The men looked over at the cluster of anti-war protesters standing on the I-95 overpass and one twentysomething yelled, “Get over it!”
Most of the 15 or so protesters took the shout as a knee-jerk reaction to their cause. Some even laughed.
Not Michael Berg.
At the moment, he was holding a homemade sign bearing a photo familiar to people around the world, and the words, “Nick Berg April 12, 1978 – May 7, 2004.” The haunting photo showed his son, Nick, sitting in an orange jumpsuit with arms and feet bound. Five masked men stand menacingly behind him.

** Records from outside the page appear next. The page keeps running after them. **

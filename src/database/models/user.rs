use chrono::{DateTime, Utc};
use serde::{Deserialize, Serialize};
use sqlx::FromRow;
use uuid::Uuid;

#[derive(Debug, Clone, Serialize, Deserialize, FromRow)]
#[serde(rename_all = "camelCase")]
pub struct User {
    pub id: Uuid,
    pub username: String,
    pub email: String,
    /// bcrypt hash; never serialized into any response
    #[serde(skip_serializing)]
    pub hashed_password: String,
    pub first_name: Option<String>,
    pub last_name: Option<String>,
    pub created_at: DateTime<Utc>,
    pub updated_at: DateTime<Utc>,
}
use bcrypt::{hash, verify, DEFAULT_COST};

/// Hash a password for storage. Salt generation is handled by bcrypt.
pub fn hash_password(password: &str) -> Result<String, bcrypt::BcryptError> {
    hash(password, DEFAULT_COST)
}

/// Compare a plaintext password against a stored bcrypt hash.
///
/// A malformed stored hash counts as a mismatch rather than an error: from
/// the caller's point of view the credential simply failed, which keeps the
/// failure indistinguishable from an unknown user.
pub fn verify_password(password: &str, hashed: &str) -> bool {
    match verify(password, hashed) {
        Ok(matched) => matched,
        Err(e) => {
            tracing::warn!("stored password hash could not be checked: {}", e);
            false
        }
    }
}

#[cfg(test)]
mod tests {
    use super::*;

    // bcrypt's MIN_COST (4) is private; mirror its value here
    const MIN_COST: u32 = 4;

    #[test]
    fn hash_and_verify_round_trip() {
        // MIN_COST keeps the test fast; production uses DEFAULT_COST
        let hashed = hash("hunter22", MIN_COST).expect("hash");
        assert!(verify_password("hunter22", &hashed));
        assert!(!verify_password("hunter23", &hashed));
    }

    #[test]
    fn malformed_hash_is_a_mismatch() {
        assert!(!verify_password("hunter22", "not-a-bcrypt-hash"));
    }
}
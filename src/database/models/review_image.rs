use chrono::{DateTime, Utc};
use serde::{Deserialize, Serialize};
use sqlx::FromRow;
use uuid::Uuid;

#[derive(Debug, Clone, Serialize, Deserialize, FromRow)]
#[serde(rename_all = "camelCase")]
pub struct ReviewImage {
    pub id: Uuid,
    pub review_id: Uuid,
    pub url: String,
    pub created_at: DateTime<Utc>,
    pub updated_at: DateTime<Utc>,
}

They’re armed.
...
If Berg beats Castle, he says he won't be tooling around the marble halls of Congress in Armani. "I told the Greens, what you see is what you get. I don't dress up," he says. "I won't wear the same sheep's clothing that the wolves wear."

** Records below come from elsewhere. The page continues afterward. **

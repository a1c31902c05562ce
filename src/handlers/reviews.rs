use std::collections::HashMap;

use axum::{
    extract::Path,
    http::StatusCode,
    response::{IntoResponse, Json},
};
use serde::Deserialize;
use serde_json::{json, Value};
use uuid::Uuid;

use crate::database::queries::{review_images, reviews, spot_images, spots};
use crate::database::DatabaseManager;
use crate::error::ApiError;
use crate::middleware::Identity;
use crate::policy::{authorize_mutation, constraints, require_found, ResourceKind};

use super::spots::ReviewRequest;
use super::storage_error;

#[derive(Debug, Deserialize)]
pub struct ReviewImageRequest {
    pub url: String,
}

/// GET /api/reviews/current - Retrieve the caller's reviews (guarded)
///
/// Each review carries its parent spot (with the spot's preview image) and
/// the review's own images.
pub async fn current(identity: Identity) -> Result<impl IntoResponse, ApiError> {
    let pool = DatabaseManager::pool().await?;
    let reviews = reviews::list_for_user(&pool, identity.id)
        .await
        .map_err(storage_error)?;

    let spot_ids: Vec<Uuid> = reviews.iter().map(|r| r.spot_id).collect();
    let spots = spots::find_by_ids(&pool, &spot_ids)
        .await
        .map_err(storage_error)?;
    let previews = spot_images::previews_for_spots(&pool, &spot_ids)
        .await
        .map_err(storage_error)?;
    let previews: HashMap<Uuid, String> =
        previews.into_iter().map(|p| (p.spot_id, p.url)).collect();
    let spots: HashMap<Uuid, Value> = spots
        .into_iter()
        .map(|spot| {
            let preview = previews.get(&spot.id).cloned();
            let mut value = json!(spot);
            value["previewImage"] = json!(preview);
            (spot.id, value)
        })
        .collect();

    let review_ids: Vec<Uuid> = reviews.iter().map(|r| r.id).collect();
    let images = review_images::list_for_reviews(&pool, &review_ids)
        .await
        .map_err(storage_error)?;
    let mut images_by_review: HashMap<Uuid, Vec<Value>> = HashMap::new();
    for image in images {
        images_by_review
            .entry(image.review_id)
            .or_default()
            .push(json!({ "id": image.id, "url": image.url }));
    }

    let reviews: Vec<Value> = reviews
        .into_iter()
        .map(|r| {
            let (review_id, spot_id) = (r.id, r.spot_id);
            let mut value = json!(r);
            value["User"] = json!({ "id": identity.id, "username": identity.username });
            value["Spot"] = spots.get(&spot_id).cloned().unwrap_or(Value::Null);
            value["ReviewImages"] = json!(images_by_review.remove(&review_id).unwrap_or_default());
            value
        })
        .collect();

    Ok(Json(json!({ "Reviews": reviews })))
}

/// PUT /api/reviews/:id - Edit a review (guarded, author only)
pub async fn update(
    identity: Identity,
    Path(id): Path<Uuid>,
    Json(payload): Json<ReviewRequest>,
) -> Result<impl IntoResponse, ApiError> {
    let (review, stars) = payload.validate()?;

    let pool = DatabaseManager::pool().await?;
    let existing = reviews::find_by_id(&pool, id).await.map_err(storage_error)?;
    let existing = require_found(existing, ResourceKind::Review)?;
    authorize_mutation(&identity, &existing)?;

    let updated = reviews::update(&pool, existing.id, &review, stars)
        .await
        .map_err(storage_error)?;

    Ok(Json(updated))
}

/// DELETE /api/reviews/:id - Delete a review (guarded, author only)
pub async fn destroy(
    identity: Identity,
    Path(id): Path<Uuid>,
) -> Result<impl IntoResponse, ApiError> {
    let pool = DatabaseManager::pool().await?;
    let review = reviews::find_by_id(&pool, id).await.map_err(storage_error)?;
    let review = require_found(review, ResourceKind::Review)?;
    authorize_mutation(&identity, &review)?;

    reviews::delete(&pool, review.id).await.map_err(storage_error)?;

    Ok(Json(json!({ "message": "Successfully deleted" })))
}

/// POST /api/reviews/:id/images - Add an image to a review (guarded, author only)
///
/// Capped at ten images per review. The count is read just before the
/// decision, so the check is best-effort under concurrency.
pub async fn add_image(
    identity: Identity,
    Path(id): Path<Uuid>,
    Json(payload): Json<ReviewImageRequest>,
) -> Result<impl IntoResponse, ApiError> {
    let pool = DatabaseManager::pool().await?;
    let review = reviews::find_by_id(&pool, id).await.map_err(storage_error)?;
    let review = require_found(review, ResourceKind::Review)?;
    authorize_mutation(&identity, &review)?;

    let count = review_images::count_for_review(&pool, review.id)
        .await
        .map_err(storage_error)?;
    constraints::enforce_image_cap(count)?;

    let image = review_images::insert(&pool, review.id, &payload.url)
        .await
        .map_err(storage_error)?;

    Ok((
        StatusCode::CREATED,
        Json(json!({ "id": image.id, "url": image.url })),
    ))
}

He also told the Greens that if any campaign activities conflict with his weekly peace vigils, they'll have to do without him.
A week after announcing his candidacy, Michael mulled over that night's events. He talked about the shouting motorist with his therapist, he says.
"I was thinking to myself this guy was talking to the whole group. He was meaning, 'You're a bunch of bleeding-heart liberals. Get over it.' And maybe he wouldn't have even said it if he realized I was standing there and had lost someone in the war.
"But it hurts just as much. He's talking to all of us, that includes me. He's telling me to get over the loss of my son.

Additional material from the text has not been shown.